# Zebra Danios



## Kups (Aug 26, 2008)

Hi Everyone. I was just wondering how many zebra danios I should keep together in my 46 gallon tank if I want them to school. They currently all do their own thing and it would be cool if they would stick together as a group once in awhile. Thanks!!


----------



## planter (Jun 9, 2008)

6-8 of them should make them school


----------



## Sunstar (Jul 29, 2008)

I got 6 of them in my 25 Gallon, one's an offspring of the group. They will school but they also go about and do thair own thing. Then they race around like mad and scatter eggs. Which was how I got the offspring. But don't expect offspring though, you need to get them out the tank or the parents will enjoy the easy snack.

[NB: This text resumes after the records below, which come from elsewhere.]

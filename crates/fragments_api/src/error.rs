use reqwest::StatusCode;
use serde::Deserialize;
use thiserror::Error;

use crate::partial_json::PartialJsonError;

#[derive(Debug, Error)]
pub enum FragmentsApiError {
    #[error("invalid header: {0}")]
    InvalidHeader(String),
    #[error("request error: {0}")]
    Request(#[from] reqwest::Error),
    /// Non-success response. Displays only the server-provided message so the
    /// caller can match on it the way the route authors phrase it.
    #[error("{message}")]
    Status { status: StatusCode, message: String },
    #[error("serialization error: {0}")]
    Serde(#[from] serde_json::Error),
    #[error("malformed object stream: {0}")]
    MalformedObject(#[from] PartialJsonError),
    #[error("object stream ended without any content")]
    EmptyObject,
    #[error("request was cancelled")]
    Cancelled,
    #[error("{0}")]
    Unknown(String),
}

#[derive(Debug, Deserialize)]
#[serde(untagged)]
enum ErrorPayload {
    Text { error: String },
    Nested { error: ErrorFields },
}

#[derive(Debug, Deserialize)]
struct ErrorFields {
    message: Option<String>,
}

/// Extract a human-readable message from an error response body.
///
/// Plain text bodies are returned as-is. JSON bodies of the shape
/// `{"error": "..."}` or `{"error": {"message": "..."}}` yield the inner text.
pub fn parse_error_message(status: StatusCode, body: &str) -> String {
    let trimmed = body.trim();
    if trimmed.is_empty() {
        return status
            .canonical_reason()
            .unwrap_or("request failed")
            .to_string();
    }

    let parsed = match serde_json::from_str::<ErrorPayload>(trimmed) {
        Ok(ErrorPayload::Text { error }) => Some(error),
        Ok(ErrorPayload::Nested { error }) => error.message,
        Err(_) => None,
    };

    parsed
        .filter(|message| !message.trim().is_empty())
        .unwrap_or_else(|| trimmed.to_string())
}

You could easily go with 12 or more. they are gorgeous fish. if you look at them, they have blues in their "black stripes" under some lights.


----------



## Chris S (Dec 19, 2007)

A nice school would consist of 20 or so, but it all depends what else is going into the tank.


----------



## Sunstar (Jul 29, 2008)

That would be gorgeous.


----------



## Kups (Aug 26, 2008)

Thanks everyone, I'm going to pick up a few more. I'm also going to see about getting some more flow in the tank and see if they like it.


----------